Show every line in the entries below where the word "right" appears.

[Stored data]
···

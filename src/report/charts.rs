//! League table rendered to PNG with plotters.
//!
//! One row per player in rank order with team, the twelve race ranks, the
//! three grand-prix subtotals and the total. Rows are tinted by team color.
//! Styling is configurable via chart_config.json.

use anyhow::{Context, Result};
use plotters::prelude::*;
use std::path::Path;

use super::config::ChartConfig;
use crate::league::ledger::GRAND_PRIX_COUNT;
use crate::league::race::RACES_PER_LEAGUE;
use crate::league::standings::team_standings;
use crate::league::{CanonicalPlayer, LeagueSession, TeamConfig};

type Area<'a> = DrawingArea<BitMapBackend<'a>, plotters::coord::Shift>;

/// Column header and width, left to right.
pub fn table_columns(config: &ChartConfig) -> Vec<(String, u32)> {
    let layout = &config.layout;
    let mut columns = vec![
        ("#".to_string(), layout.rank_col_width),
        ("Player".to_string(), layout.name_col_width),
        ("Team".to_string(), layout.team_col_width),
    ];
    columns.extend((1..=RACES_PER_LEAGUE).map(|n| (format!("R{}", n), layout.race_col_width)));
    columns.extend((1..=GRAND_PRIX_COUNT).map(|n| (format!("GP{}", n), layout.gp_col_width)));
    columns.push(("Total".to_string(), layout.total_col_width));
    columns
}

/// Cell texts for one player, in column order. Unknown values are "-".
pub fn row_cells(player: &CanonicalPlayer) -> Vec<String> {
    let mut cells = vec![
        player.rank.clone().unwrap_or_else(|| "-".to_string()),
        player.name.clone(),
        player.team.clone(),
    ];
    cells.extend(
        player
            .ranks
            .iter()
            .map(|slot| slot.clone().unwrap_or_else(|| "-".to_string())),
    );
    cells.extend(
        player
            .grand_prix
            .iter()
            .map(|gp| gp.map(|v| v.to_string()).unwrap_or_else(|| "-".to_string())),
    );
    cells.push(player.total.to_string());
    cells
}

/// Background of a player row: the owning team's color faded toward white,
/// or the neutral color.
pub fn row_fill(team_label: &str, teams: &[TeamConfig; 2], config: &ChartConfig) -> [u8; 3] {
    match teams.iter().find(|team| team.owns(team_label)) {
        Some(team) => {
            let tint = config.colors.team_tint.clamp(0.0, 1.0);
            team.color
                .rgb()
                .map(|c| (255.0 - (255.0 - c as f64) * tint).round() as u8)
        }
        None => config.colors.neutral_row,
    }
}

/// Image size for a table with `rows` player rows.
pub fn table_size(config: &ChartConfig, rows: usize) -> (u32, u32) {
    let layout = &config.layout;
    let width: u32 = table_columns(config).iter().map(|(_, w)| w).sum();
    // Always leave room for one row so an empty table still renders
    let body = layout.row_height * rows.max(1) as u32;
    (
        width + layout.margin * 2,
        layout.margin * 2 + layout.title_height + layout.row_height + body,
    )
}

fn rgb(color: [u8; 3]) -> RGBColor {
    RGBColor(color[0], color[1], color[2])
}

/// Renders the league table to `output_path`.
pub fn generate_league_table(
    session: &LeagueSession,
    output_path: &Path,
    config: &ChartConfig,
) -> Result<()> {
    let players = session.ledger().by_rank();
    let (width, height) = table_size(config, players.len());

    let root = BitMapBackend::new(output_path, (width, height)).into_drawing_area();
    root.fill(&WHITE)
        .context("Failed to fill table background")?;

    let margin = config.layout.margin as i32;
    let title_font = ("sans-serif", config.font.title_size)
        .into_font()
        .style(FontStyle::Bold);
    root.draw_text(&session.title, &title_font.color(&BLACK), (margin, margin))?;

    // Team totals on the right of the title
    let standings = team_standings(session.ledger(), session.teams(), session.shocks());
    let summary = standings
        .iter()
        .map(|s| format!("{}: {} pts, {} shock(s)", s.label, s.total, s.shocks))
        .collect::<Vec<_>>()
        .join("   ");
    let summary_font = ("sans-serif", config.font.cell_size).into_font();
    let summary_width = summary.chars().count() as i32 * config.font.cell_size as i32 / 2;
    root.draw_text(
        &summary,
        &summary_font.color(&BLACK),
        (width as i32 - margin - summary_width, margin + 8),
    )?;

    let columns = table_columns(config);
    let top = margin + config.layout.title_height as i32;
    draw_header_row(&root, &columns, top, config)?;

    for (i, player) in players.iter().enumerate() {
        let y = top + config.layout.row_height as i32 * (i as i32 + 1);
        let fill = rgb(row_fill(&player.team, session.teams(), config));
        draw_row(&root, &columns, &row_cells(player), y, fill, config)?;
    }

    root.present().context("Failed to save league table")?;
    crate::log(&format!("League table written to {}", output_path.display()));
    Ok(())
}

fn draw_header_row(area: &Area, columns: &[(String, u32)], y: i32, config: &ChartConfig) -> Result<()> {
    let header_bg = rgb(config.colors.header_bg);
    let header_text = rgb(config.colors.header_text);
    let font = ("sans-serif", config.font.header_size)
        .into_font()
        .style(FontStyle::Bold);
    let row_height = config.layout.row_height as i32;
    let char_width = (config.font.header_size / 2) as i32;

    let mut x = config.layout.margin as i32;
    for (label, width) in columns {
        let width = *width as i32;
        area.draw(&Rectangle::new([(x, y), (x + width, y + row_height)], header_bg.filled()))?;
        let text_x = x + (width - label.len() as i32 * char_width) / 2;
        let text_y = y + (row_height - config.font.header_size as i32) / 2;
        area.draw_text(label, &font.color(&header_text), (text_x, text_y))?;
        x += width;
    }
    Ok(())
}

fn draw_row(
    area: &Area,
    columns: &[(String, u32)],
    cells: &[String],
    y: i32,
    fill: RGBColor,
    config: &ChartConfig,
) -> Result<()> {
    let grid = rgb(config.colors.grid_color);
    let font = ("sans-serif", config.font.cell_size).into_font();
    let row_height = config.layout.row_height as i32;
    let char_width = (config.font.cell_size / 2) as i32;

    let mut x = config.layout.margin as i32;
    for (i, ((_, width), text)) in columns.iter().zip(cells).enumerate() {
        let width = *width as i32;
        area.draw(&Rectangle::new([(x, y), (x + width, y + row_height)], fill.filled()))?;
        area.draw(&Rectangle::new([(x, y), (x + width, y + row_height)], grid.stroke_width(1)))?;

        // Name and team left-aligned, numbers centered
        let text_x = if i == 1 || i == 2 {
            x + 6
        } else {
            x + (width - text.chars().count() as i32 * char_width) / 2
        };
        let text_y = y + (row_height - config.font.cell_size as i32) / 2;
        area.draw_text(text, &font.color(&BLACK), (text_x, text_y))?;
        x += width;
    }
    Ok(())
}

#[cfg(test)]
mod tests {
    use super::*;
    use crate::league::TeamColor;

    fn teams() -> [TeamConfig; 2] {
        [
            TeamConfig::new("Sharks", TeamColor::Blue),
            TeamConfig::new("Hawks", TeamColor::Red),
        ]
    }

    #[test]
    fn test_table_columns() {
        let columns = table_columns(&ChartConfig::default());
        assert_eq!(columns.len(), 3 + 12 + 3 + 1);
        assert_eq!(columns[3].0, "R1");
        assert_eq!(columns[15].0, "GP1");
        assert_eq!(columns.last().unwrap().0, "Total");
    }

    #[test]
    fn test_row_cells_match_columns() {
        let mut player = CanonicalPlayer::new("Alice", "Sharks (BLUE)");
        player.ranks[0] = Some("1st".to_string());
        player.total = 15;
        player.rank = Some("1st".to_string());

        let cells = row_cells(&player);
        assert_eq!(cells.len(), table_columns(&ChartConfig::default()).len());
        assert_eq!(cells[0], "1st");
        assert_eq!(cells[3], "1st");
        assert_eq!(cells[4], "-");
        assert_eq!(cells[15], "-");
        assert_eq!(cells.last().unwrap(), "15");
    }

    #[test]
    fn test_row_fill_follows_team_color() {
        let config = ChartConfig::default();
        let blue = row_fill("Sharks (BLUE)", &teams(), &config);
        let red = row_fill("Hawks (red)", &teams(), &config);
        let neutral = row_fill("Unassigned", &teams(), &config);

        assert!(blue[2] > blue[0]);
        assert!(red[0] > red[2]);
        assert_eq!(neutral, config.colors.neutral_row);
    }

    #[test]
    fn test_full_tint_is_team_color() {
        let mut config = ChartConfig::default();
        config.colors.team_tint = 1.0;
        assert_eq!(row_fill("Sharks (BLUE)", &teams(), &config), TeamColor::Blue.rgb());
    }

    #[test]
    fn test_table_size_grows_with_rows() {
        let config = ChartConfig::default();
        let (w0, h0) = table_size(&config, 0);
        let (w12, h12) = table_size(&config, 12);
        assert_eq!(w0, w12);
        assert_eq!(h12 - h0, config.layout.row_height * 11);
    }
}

···

■ **Output**:
/// Column header and width, left to right.
    // Team totals on the right of the title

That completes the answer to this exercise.